Solution: A centralized feature store allows organizations to build up a foundation of features that can be reused across projects. Teams are then able to utilize features developed by other teams, and as more features are added to the store it becomes easier and cheaper to build models.

Serving features is hard

Problem: Serving up to date features at scale is hard. Raw data can come from a variety of sources, from data lakes, to event streams, to data warehouses, to simply flat files. Data scientists need the ability to produce massive datasets of features from this data in order to train their models offline. These models then need access to real-time feature data at low latency and high throughput when they are served in production.

Solution: Feast is built to be able to ingest data from a variety of sources, supporting both streaming and batch sources. Once data is loaded into Feast as features, it becomes available through both a historical serving API as well as an real-time (online serving) API. These APIs allow data scientists and ML engineers to easily retrieve feature data for their development, training, or in production. Feast also comes with a Java, Go, and Python SDK to make this experience easy.

Models need point-in-time correctness

Problem: Most data sources are not built with ML use cases in mind and by extension don't provide point-in-time correct lookups of feature data. One of the reasons why features are often re-engineered is because ML practitioners need to ensure that their models are trained on a dataset that accurately models the state of the world when the model runs in production.

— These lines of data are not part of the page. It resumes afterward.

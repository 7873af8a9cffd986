// File: crates/sheet-core/src/types.rs
// Summary: Shared value types (points, sizes, boxes, colors) and numeric constants.

use std::fmt;
use std::str::FromStr;

use serde::{Deserialize, Serialize};

/// Decimal places used whenever a millimetre value crosses the sink interface.
pub const MM_PRECISION: usize = 5;

/// Tolerance used for geometric comparisons in millimetres.
pub const EPSILON_MM: f64 = 1e-9;

/// Format a millimetre value at the fixed interface precision.
pub fn fmt_mm(v: f64) -> String {
    // -0.0 would otherwise print as "-0.00000" and break golden logs
    let v = if v == 0.0 { 0.0 } else { v };
    format!("{:.*}", MM_PRECISION, v)
}

/// A point on the sheet, in millimetres. Origin is the top-left canvas corner,
/// y grows downward.
#[derive(Clone, Copy, Debug, PartialEq, Default, Serialize, Deserialize)]
pub struct Point {
    pub x: f64,
    pub y: f64,
}

impl Point {
    pub const fn new(x: f64, y: f64) -> Self {
        Self { x, y }
    }
}

impl fmt::Display for Point {
    fn fmt(&self, f: &mut fmt::Formatter<'_>) -> fmt::Result {
        write!(f, "{},{}", fmt_mm(self.x), fmt_mm(self.y))
    }
}

/// Width/height pair in millimetres.
#[derive(Clone, Copy, Debug, PartialEq, Default, Serialize, Deserialize)]
pub struct Size {
    pub width: f64,
    pub height: f64,
}

impl Size {
    pub const fn new(width: f64, height: f64) -> Self {
        Self { width, height }
    }
    pub fn center(&self) -> Point {
        Point::new(self.width / 2.0, self.height / 2.0)
    }
    pub fn is_finite(&self) -> bool {
        self.width.is_finite() && self.height.is_finite()
    }
}

impl fmt::Display for Size {
    fn fmt(&self, f: &mut fmt::Formatter<'_>) -> fmt::Result {
        write!(f, "{}x{}", fmt_mm(self.width), fmt_mm(self.height))
    }
}

/// Axis-aligned rectangle centred in a canvas (outer and inner border boxes).
/// Contract: `position * 2 + size == canvas` on both axes.
#[derive(Clone, Copy, Debug, PartialEq)]
pub struct SheetBox {
    pub position: Point,
    pub size: Size,
}

impl SheetBox {
    /// Centre a box of `size` inside `canvas`.
    pub fn centered(canvas: Size, size: Size) -> Self {
        Self {
            position: Point::new(
                (canvas.width - size.width) / 2.0,
                (canvas.height - size.height) / 2.0,
            ),
            size,
        }
    }
    pub fn left(&self) -> f64 { self.position.x }
    pub fn top(&self) -> f64 { self.position.y }
    pub fn right(&self) -> f64 { self.position.x + self.size.width }
    pub fn bottom(&self) -> f64 { self.position.y + self.size.height }

    /// True when `other` lies inside `self` (edges may touch).
    pub fn contains_box(&self, other: &SheetBox) -> bool {
        other.left() >= self.left() - EPSILON_MM
            && other.top() >= self.top() - EPSILON_MM
            && other.right() <= self.right() + EPSILON_MM
            && other.bottom() <= self.bottom() + EPSILON_MM
    }

    pub fn contains_point(&self, p: Point) -> bool {
        p.x >= self.left() && p.x <= self.right() && p.y >= self.top() && p.y <= self.bottom()
    }
}

/// 8-bit RGB color, serialized as `#rrggbb`.
#[derive(Clone, Copy, Debug, PartialEq, Eq, Hash, Serialize, Deserialize)]
#[serde(try_from = "String", into = "String")]
pub struct Color {
    pub r: u8,
    pub g: u8,
    pub b: u8,
}

impl Color {
    pub const BLACK: Color = Color::rgb(0, 0, 0);
    pub const WHITE: Color = Color::rgb(255, 255, 255);

    pub const fn rgb(r: u8, g: u8, b: u8) -> Self {
        Self { r, g, b }
    }

    pub fn hex(&self) -> String {
        format!("#{:02x}{:02x}{:02x}", self.r, self.g, self.b)
    }
}

impl fmt::Display for Color {
    fn fmt(&self, f: &mut fmt::Formatter<'_>) -> fmt::Result {
        f.write_str(&self.hex())
    }
}

impl FromStr for Color {
    type Err = String;

    fn from_str(s: &str) -> Result<Self, Self::Err> {
        let digits = s.trim().trim_start_matches('#');
        if digits.len() != 6 || !digits.is_ascii() {
            return Err(format!("expected #rrggbb color, got `{s}`"));
        }
        let channel = |i: usize| {
            u8::from_str_radix(&digits[i..i + 2], 16)
                .map_err(|_| format!("invalid hex digits in color `{s}`"))
        };
        Ok(Self::rgb(channel(0)?, channel(2)?, channel(4)?))
    }
}

impl TryFrom<String> for Color {
    type Error = String;
    fn try_from(value: String) -> Result<Self, Self::Error> {
        value.parse()
    }
}

impl From<Color> for String {
    fn from(c: Color) -> Self {
        c.hex()
    }
}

Solution: Feast allows end users to create point-in-time correct datasets across multiple entities. Feast ensures that there is no data leakage, that cross feature set joins are valid, and that models are not fed expired data.

Definitions of features vary

Problem: Without a centralized definition of what a feature means, teams inevitably define and document features differently, which further reduces the ability of teams to understand, trust, and reuse features.

Solution: Feast becomes the single source of truth for all feature data for all models within an organization. Teams are able to capture documentation, metadata and metrics about features. This allows teams to communicate clearly about features, test features data, and determine if a feature is useful for a particular model.

Inconsistency between training and serving

Problem: Training requires access to historical data, whereas models that serve predictions need the latest values. Inconsistencies arise when data is siloed into many independent systems requiring separate tooling. Often teams are using Python for creating batch features offline, but these features are redeveloped with different libraries and languages when moving to serving or streaming systems.

Solution: Feast provides consistency by managing and unifying the ingestion of data from batch and streaming sources into both the feature warehouse and feature serving stores. Feast becomes the bridge between your model and your data, both for training and serving. This ensures that there is a consistency in the feature data that your model receives.